--- Source records Enclosed Below ---
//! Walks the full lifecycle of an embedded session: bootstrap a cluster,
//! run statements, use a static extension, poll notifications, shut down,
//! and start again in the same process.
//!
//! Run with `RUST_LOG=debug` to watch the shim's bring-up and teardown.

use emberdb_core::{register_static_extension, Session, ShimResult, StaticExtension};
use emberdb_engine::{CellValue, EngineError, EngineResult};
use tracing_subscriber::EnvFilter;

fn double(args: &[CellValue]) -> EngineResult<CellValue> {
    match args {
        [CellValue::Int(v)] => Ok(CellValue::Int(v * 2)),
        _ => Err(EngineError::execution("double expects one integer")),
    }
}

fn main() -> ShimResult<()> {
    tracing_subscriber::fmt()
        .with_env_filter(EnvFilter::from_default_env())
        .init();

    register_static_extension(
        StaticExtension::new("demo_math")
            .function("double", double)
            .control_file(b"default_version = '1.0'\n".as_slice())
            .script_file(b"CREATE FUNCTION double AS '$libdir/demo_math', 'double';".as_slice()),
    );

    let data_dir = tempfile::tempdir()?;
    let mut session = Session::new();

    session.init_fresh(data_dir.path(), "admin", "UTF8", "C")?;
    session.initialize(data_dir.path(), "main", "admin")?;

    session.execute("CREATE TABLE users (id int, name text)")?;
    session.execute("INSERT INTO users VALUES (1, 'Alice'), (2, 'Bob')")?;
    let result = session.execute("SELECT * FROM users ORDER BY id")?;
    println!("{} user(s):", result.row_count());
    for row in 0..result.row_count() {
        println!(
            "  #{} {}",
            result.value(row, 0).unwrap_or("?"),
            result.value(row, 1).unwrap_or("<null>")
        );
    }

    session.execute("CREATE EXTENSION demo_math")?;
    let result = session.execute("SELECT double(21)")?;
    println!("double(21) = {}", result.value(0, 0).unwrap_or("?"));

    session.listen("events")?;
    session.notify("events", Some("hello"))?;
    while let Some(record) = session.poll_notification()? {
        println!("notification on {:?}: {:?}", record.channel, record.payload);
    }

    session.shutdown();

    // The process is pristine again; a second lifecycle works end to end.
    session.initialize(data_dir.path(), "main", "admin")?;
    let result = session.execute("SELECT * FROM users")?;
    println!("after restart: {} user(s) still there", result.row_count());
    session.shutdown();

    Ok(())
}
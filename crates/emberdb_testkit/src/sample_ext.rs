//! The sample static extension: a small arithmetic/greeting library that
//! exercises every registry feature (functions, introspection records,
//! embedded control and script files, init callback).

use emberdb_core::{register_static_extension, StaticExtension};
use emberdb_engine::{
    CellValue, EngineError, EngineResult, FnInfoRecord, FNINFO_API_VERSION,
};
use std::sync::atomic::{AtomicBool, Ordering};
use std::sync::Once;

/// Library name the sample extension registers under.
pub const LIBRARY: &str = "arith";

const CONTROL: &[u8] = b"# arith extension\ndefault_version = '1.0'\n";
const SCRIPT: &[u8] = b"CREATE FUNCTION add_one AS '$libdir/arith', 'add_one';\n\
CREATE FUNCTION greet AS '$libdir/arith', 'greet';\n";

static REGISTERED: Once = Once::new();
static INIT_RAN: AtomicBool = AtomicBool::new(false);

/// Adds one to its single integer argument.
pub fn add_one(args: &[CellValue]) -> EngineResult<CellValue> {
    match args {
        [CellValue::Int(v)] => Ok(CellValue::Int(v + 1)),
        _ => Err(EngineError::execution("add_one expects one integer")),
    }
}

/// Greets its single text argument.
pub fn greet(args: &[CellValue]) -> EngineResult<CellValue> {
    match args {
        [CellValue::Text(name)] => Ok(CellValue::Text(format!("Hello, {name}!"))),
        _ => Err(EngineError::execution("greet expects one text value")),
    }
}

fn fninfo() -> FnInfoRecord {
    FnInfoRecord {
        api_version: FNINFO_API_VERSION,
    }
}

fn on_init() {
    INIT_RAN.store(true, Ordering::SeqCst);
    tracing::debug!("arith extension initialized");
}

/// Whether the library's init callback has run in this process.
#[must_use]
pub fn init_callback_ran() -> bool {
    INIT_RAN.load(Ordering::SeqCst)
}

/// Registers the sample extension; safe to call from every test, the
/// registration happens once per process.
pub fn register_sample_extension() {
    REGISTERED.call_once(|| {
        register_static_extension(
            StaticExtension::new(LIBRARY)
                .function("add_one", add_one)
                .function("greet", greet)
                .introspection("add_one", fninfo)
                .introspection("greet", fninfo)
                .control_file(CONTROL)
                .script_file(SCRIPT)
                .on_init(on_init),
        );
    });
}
--- End of Enclosed Source records ---
The records above must be reproduced word for word.

= Task result =
//! Walks the full lifecycle of an embedded session: bootstrap a cluster,
//! run statements, use a static extension, poll notifications, shut down,
//! and start again in the same process.
//!
//! Run with `RUST_LOG=debug` to watch the shim's bring-up and teardown.

use emberdb_core::{register_static_extension, Session, ShimResult, StaticExtension};
use emberdb_engine::{CellValue, EngineError, EngineResult};
use tracing_subscriber::EnvFilter;

fn double(args: &[CellValue]) -> EngineResult<CellValue> {
    match args {
        [CellValue::Int(v)] => Ok(CellValue::Int(v * 2)),
        _ => Err(EngineError::execution("double expects one integer")),
    }
}

fn main() -> ShimResult<()> {
    tracing_subscriber::fmt()
        .with_env_filter(EnvFilter::from_default_env())
        .init();

    register_static_extension(
        StaticExtension::new("demo_math")
            .function("double", double)
            .control_file(b"default_version = '1.0'\n".as_slice())
            .script_file(b"CREATE FUNCTION double AS '$libdir/demo_math', 'double';".as_slice()),
    );

    let data_dir = tempfile::tempdir()?;
    let mut session = Session::new();

    session.init_fresh(data_dir.path(), "admin", "UTF8", "C")?;
    session.initialize(data_dir.path(), "main", "admin")?;

    session.execute("CREATE TABLE users (id int, name text)")?;
    session.execute("INSERT INTO users VALUES (1, 'Alice'), (2, 'Bob')")?;
    let result = session.execute("SELECT * FROM users ORDER BY id")?;
    println!("{} user(s):", result.row_count());
    for row in 0..result.row_count() {
        println!(
            "  #{} {}",
            result.value(row, 0).unwrap_or("?"),
            result.value(row, 1).unwrap_or("<null>")
        );
    }

    session.execute("CREATE EXTENSION demo_math")?;
    let result = session.execute("SELECT double(21)")?;
    println!("double(21) = {}", result.value(0, 0).unwrap_or("?"));

    session.listen("events")?;
    session.notify("events", Some("hello"))?;
    while let Some(record) = session.poll_notification()? {
        println!("notification on {:?}: {:?}", record.channel, record.payload);
    }

    session.shutdown();

    // The process is pristine again; a second lifecycle works end to end.
    session.initialize(data_dir.path(), "main", "admin")?;
    let result = session.execute("SELECT * FROM users")?;
    println!("after restart: {} user(s) still there", result.row_count());
    session.shutdown();

    Ok(())
}
filename crates/emberdb_testkit/src/sample_ext.rs
//! The sample static extension: a small arithmetic/greeting library that
//! exercises every registry feature (functions, introspection records,
//! embedded control and script files, init callback).

use emberdb_core::{register_static_extension, StaticExtension};
use emberdb_engine::{
    CellValue, EngineError, EngineResult, FnInfoRecord, FNINFO_API_VERSION,
};
use std::sync::atomic::{AtomicBool, Ordering};
use std::sync::Once;

/// Library name the sample extension registers under.
pub const LIBRARY: &str = "arith";

const CONTROL: &[u8] = b"# arith extension\ndefault_version = '1.0'\n";
const SCRIPT: &[u8] = b"CREATE FUNCTION add_one AS '$libdir/arith', 'add_one';\n\
CREATE FUNCTION greet AS '$libdir/arith', 'greet';\n";

static REGISTERED: Once = Once::new();
static INIT_RAN: AtomicBool = AtomicBool::new(false);

/// Adds one to its single integer argument.
pub fn add_one(args: &[CellValue]) -> EngineResult<CellValue> {
    match args {
        [CellValue::Int(v)] => Ok(CellValue::Int(v + 1)),
        _ => Err(EngineError::execution("add_one expects one integer")),
    }
}

/// Greets its single text argument.
pub fn greet(args: &[CellValue]) -> EngineResult<CellValue> {
    match args {
        [CellValue::Text(name)] => Ok(CellValue::Text(format!("Hello, {name}!"))),
        _ => Err(EngineError::execution("greet expects one text value")),
    }
}

fn fninfo() -> FnInfoRecord {
    FnInfoRecord {
        api_version: FNINFO_API_VERSION,
    }
}

fn on_init() {
    INIT_RAN.store(true, Ordering::SeqCst);
    tracing::debug!("arith extension initialized");
}

/// Whether the library's init callback has run in this process.
#[must_use]
pub fn init_callback_ran() -> bool {
    INIT_RAN.load(Ordering::SeqCst)
}

/// Registers the sample extension; safe to call from every test, the
/// registration happens once per process.
pub fn register_sample_extension() {
    REGISTERED.call_once(|| {
        register_static_extension(
            StaticExtension::new(LIBRARY)
                .function("add_one", add_one)
                .function("greet", greet)
                .introspection("add_one", fninfo)
                .introspection("greet", fninfo)
                .control_file(CONTROL)
                .script_file(SCRIPT)
                .on_init(on_init),
        );
    });
}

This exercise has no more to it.